DATA PROVIDED Start Marker

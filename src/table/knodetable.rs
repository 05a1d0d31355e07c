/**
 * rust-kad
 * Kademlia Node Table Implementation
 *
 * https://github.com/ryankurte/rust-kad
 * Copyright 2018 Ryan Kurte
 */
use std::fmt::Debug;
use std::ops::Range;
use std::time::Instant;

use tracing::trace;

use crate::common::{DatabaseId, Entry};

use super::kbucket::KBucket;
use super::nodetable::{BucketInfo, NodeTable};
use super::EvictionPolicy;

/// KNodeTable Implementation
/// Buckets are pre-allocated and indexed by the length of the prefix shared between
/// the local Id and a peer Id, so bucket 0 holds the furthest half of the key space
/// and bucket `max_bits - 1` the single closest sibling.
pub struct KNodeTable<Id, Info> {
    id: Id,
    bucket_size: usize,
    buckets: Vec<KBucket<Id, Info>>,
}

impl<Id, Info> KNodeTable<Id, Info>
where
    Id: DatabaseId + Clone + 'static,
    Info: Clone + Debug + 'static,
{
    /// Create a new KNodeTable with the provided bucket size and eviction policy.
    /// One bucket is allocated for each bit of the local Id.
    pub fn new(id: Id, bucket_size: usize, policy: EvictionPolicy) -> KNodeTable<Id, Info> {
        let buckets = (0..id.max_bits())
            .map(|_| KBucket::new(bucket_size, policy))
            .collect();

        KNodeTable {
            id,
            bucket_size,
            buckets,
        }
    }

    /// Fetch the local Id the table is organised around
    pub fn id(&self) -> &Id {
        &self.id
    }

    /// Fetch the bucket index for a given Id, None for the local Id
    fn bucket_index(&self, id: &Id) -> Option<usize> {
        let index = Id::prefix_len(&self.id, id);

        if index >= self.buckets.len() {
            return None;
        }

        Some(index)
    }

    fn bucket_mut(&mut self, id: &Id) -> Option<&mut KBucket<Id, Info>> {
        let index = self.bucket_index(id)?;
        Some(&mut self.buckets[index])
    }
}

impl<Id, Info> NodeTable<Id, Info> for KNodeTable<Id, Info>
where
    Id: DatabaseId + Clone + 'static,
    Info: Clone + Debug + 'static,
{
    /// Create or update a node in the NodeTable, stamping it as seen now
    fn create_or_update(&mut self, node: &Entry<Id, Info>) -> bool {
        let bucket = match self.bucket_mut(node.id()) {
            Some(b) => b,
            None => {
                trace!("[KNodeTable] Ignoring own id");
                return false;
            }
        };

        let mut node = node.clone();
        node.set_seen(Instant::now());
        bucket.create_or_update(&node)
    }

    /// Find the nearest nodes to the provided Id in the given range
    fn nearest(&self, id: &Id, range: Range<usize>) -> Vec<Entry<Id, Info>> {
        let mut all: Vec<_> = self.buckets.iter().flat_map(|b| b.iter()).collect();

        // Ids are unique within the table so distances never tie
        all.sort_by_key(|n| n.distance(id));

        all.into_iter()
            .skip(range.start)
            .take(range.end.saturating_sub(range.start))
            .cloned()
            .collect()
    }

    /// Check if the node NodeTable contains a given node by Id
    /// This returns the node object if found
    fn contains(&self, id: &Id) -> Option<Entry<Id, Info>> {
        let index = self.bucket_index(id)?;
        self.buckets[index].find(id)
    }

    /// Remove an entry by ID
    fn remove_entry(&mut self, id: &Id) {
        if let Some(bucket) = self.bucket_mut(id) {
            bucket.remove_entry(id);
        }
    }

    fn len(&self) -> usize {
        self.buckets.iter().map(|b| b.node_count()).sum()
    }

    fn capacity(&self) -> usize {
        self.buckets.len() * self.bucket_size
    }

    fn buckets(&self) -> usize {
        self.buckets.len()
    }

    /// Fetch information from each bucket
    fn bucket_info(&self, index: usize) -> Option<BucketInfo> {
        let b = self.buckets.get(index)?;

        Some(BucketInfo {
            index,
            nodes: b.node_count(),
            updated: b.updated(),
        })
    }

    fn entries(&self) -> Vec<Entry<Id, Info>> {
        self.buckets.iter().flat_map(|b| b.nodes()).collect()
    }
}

DATA PROVIDED End Marker
DATA PROVIDED Start Marker

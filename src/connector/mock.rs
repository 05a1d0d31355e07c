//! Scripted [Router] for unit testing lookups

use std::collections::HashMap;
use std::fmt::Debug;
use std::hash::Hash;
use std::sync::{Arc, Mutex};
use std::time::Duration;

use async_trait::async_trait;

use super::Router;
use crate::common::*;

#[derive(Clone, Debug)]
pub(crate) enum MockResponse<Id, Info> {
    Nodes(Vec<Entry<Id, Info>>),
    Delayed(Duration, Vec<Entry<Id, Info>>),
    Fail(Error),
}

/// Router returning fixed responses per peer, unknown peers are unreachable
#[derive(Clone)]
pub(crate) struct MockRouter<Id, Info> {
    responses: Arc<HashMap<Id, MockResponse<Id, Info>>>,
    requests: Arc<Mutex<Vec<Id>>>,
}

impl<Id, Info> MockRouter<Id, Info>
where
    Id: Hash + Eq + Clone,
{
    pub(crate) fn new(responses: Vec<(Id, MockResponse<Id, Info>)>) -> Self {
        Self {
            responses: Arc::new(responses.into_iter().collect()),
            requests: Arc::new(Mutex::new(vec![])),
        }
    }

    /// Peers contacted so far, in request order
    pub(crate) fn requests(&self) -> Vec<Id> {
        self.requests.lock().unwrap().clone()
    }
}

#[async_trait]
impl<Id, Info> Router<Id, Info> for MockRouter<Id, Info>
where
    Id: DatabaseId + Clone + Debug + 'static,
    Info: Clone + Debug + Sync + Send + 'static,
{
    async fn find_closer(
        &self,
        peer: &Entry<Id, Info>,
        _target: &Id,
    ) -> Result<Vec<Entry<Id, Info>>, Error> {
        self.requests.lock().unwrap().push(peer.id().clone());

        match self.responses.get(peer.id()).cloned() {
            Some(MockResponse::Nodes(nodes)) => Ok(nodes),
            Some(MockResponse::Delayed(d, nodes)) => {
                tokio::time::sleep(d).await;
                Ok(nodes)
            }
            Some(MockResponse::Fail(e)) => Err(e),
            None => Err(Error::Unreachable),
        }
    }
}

DATA PROVIDED End Marker

_WHAT YOU WILL DO_: For the entries above, say how many lines contain the word "Mutex", giving the number alone.

_EXERCISE OUTPUT_: 3